286 名前:人間七七四年[sage] 投稿日:2018/09/12(水) 23:03:17.23 ID:O4tw1YtI
織田信長は佐久間信盛・信栄父子へ折檻状を下し、楠長庵、宮内卿法印、中野又兵衛の三使を以て
配所の定めもなく、ただ急ぎ天王寺を出よとの命令故に、多年蓄えた無量の珍宝を振り捨て、
はどうにか持って出れたのは黄金二十枚のほかは、腰に指した刀大小のみであり、また彼らに従う
者もなく立ち出た。心中を察するも哀れである。しかしこれは、日頃筋なき福を強いて求めてきた
その報いでも有るのだろう。
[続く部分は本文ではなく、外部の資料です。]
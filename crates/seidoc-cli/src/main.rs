//! seidoc CLI

use anyhow::{Context, Result, bail};
use clap::{Parser, Subcommand, ValueEnum};
use seidoc::plugins::Plugin;
use seidoc::ocr::{PdftoppmRasterizer, TesseractCliBackend};
use seidoc::retrieval::WebDriverSession;
use seidoc::{
    Credentials, EphemeralSealer, ExtractedRecord, NationalIdentifier, Pipeline, PipelineConfig, RetrievalOrchestrator,
    SecretSealer,
};
use std::path::{Path, PathBuf};
use std::sync::Arc;
use tracing_subscriber::EnvFilter;

const USERNAME_ENV: &str = "SEIDOC_USERNAME";
const PASSWORD_ENV: &str = "SEIDOC_PASSWORD";

#[derive(Debug, Clone, Copy, ValueEnum)]
enum OutputFormat {
    /// Labeled lines, as used on generated notices
    Text,
    /// The full record as JSON
    Json,
}

#[derive(Parser)]
#[command(name = "seidoc")]
#[command(version, about = "Retrieve SEI process PDFs and extract notification data", long_about = None)]
struct Cli {
    /// Config file (.toml, .yaml, .yml or .json). Defaults to a discovered seidoc.toml.
    #[arg(short, long, global = true)]
    config: Option<PathBuf>,

    #[command(subcommand)]
    command: Commands,
}

#[derive(Subcommand)]
enum Commands {
    /// Extract a record from a local PDF
    Extract {
        /// PDF file; its name is used to derive the process number
        file: PathBuf,

        #[arg(short, long, value_enum, default_value = "text")]
        format: OutputFormat,

        /// Skip the text layer and OCR every page
        #[arg(long)]
        force_ocr: bool,

        /// Keep diacritics in the normalized text
        #[arg(long)]
        keep_accents: bool,
    },

    /// Log in to the portal, download a process PDF and extract it
    Retrieve {
        /// Process number as typed into the portal search
        process_number: String,

        /// Portal user. Falls back to $SEIDOC_USERNAME. The password is read from $SEIDOC_PASSWORD.
        #[arg(short, long)]
        username: Option<String>,

        #[arg(short, long, value_enum, default_value = "text")]
        format: OutputFormat,

        /// Show the browser window
        #[arg(long)]
        headful: bool,

        /// WebDriver endpoint, overriding the config
        #[arg(long)]
        webdriver_url: Option<String>,
    },

    /// Validate a CPF or CNPJ checksum
    Check {
        #[arg(value_enum)]
        kind: IdentifierArg,

        /// Digits, with or without punctuation
        value: String,
    },

    /// Validate the configuration and check that OCR tools are installed
    Doctor,
}

#[derive(Debug, Clone, Copy, ValueEnum)]
enum IdentifierArg {
    Cpf,
    Cnpj,
}

#[tokio::main]
async fn main() -> Result<()> {
    tracing_subscriber::fmt()
        .with_env_filter(EnvFilter::try_from_default_env().unwrap_or_else(|_| EnvFilter::new("seidoc=info")))
        .with_writer(std::io::stderr)
        .init();

    let cli = Cli::parse();
    let mut config = load_config(cli.config.as_deref())?;

    match cli.command {
        Commands::Extract {
            file,
            format,
            force_ocr,
            keep_accents,
        } => {
            config.strategy.force_ocr |= force_ocr;
            config.strip_accents &= !keep_accents;

            let pipeline = Pipeline::new(config);
            let record = pipeline
                .extract_file(&file)
                .await
                .with_context(|| format!("extracting {}", file.display()))?;
            print_record(&record, format)
        }

        Commands::Retrieve {
            process_number,
            username,
            format,
            headful,
            webdriver_url,
        } => {
            if headful {
                config.browser.headless = false;
            }
            if let Some(url) = webdriver_url {
                config.browser.webdriver_url = url;
            }

            let username = match username {
                Some(user) => user,
                None => std::env::var(USERNAME_ENV).with_context(|| format!("no --username and ${} unset", USERNAME_ENV))?,
            };
            let password = std::env::var(PASSWORD_ENV).with_context(|| format!("${} must hold the portal password", PASSWORD_ENV))?;

            let sealer: Arc<dyn SecretSealer> = Arc::new(EphemeralSealer::new()?);
            let credentials = Credentials::seal(sealer.as_ref(), &username, &password)?;
            drop(password);

            let orchestrator = RetrievalOrchestrator::new(config.portal.clone(), Arc::clone(&sealer));
            let mut session = WebDriverSession::start(&config.browser)
                .await
                .context("starting browser session")?;

            let pipeline = Pipeline::new(config);
            let record = pipeline
                .retrieve_and_extract(&orchestrator, &mut session, &credentials, &process_number)
                .await
                .with_context(|| format!("retrieving process {}", process_number))?;
            print_record(&record, format)
        }

        Commands::Check { kind, value } => {
            let identifier = match kind {
                IdentifierArg::Cpf => NationalIdentifier::cpf(&value),
                IdentifierArg::Cnpj => NationalIdentifier::cnpj(&value),
            };
            match identifier {
                Some(id) => {
                    println!("{}: valid", id);
                    Ok(())
                }
                None => bail!("{:?} {} fails its checksum", kind, value),
            }
        }

        Commands::Doctor => {
            config.validate()?;
            println!("config: ok");

            let tesseract = TesseractCliBackend::new(config.ocr.tesseract_path.clone(), config.ocr.process_timeout_secs);
            let pdftoppm = PdftoppmRasterizer::new(config.ocr.pdftoppm_path.clone(), config.ocr.process_timeout_secs);
            let mut missing = 0;
            for plugin in [&tesseract as &dyn Plugin, &pdftoppm as &dyn Plugin] {
                match plugin.initialize() {
                    Ok(()) => println!("{}: ok", plugin.name()),
                    Err(e) => {
                        missing += 1;
                        println!("{}: {}", plugin.name(), e);
                    }
                }
            }
            if missing > 0 {
                bail!("{} OCR tool(s) unavailable; scanned documents cannot be read", missing);
            }
            Ok(())
        }
    }
}

fn load_config(path: Option<&Path>) -> Result<PipelineConfig> {
    let config = match path {
        Some(path) => PipelineConfig::from_file(path).with_context(|| format!("loading {}", path.display()))?,
        None => PipelineConfig::discover()?.unwrap_or_default(),
    };
    tracing::debug!(
        explicit = path.is_some(),
        force_ocr = config.strategy.force_ocr,
        dpi = config.ocr.dpi,
        "configuration loaded"
    );
    Ok(config)
}

fn print_record(record: &ExtractedRecord, format: OutputFormat) -> Result<()> {
    match format {
        OutputFormat::Text => println!("{}", record),
        OutputFormat::Json => println!("{}", serde_json::to_string_pretty(record)?),
    }
    Ok(())
}
//! PDF parsing: the digital text layer and page counts.
//!
//! Rasterizing pages for OCR is delegated to a [`PageRasterizer`](crate::plugins::PageRasterizer).

pub mod error;
pub mod text;

pub use error::PdfError;
pub use text::{extract_page_texts, load_document, page_count};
久しく相馴れた召使いも、常々の情が浅かったのか、皆己のために
様々に散っていった、利を独り占めして何かを行えば恨みが多いと言われるが、それはこの事だろう。
大将たる人は、衆と好悪を同じくすることこそ重要である。

然しながら、高野山までは三人ほどが、僅かに志を遂げ付き従ったが、これも、彼らには世間から
去り難い馴染みがあると考えられており、その人々から批判を受けないことを考えただけで、心から
行ったことではなかったのだろう、そのうちの二人は高野山で暇を乞うた。

こうして高野の居住も叶い難くなり、それまでは二万余騎の大将も、一僕に手を引かれ、父子すごすごと、
未だ夜深き中を辿り出るのは、鹿ケ谷事件で平清盛により流罪とされた藤原成親卿の左遷の旅も、
このようであったかと哀れであった。

高野山の辰巳に、相郷という柴を結んだ民家が僅かに4、5軒ある場所に辿り着き、暫くの安を得た。
ここに山岡道阿弥入道、その頃は八郎左衛門尉と言ったが、平井阿波入道安斎も伴って、剣難の
山路を凌いて訪れ、信盛父子との再開を果たした。

これに信盛父子は涙を押さえて
「今の深志、山より高く海よりも深い、何に例えればよいのか。これは夢だろうか、夢だろうか」と、
手に手を取って懐かしげに見まえた。

山岡も平井も、かつては遥かに下がった場所から信盛父子に接していたが、今はこのように、同胞の
親しみにも勝ったように見えると、見る人の魂を感動させ、聞く人は涙で袖を絞った。
誠に信盛が世にあった頃は、皆がその恩を慕い少しでも交わることを望んだものだが、今はその
影すら無い。そのような中での両人の志は、誠に浅からざりし事であると、世の人これに感じ入ったのである。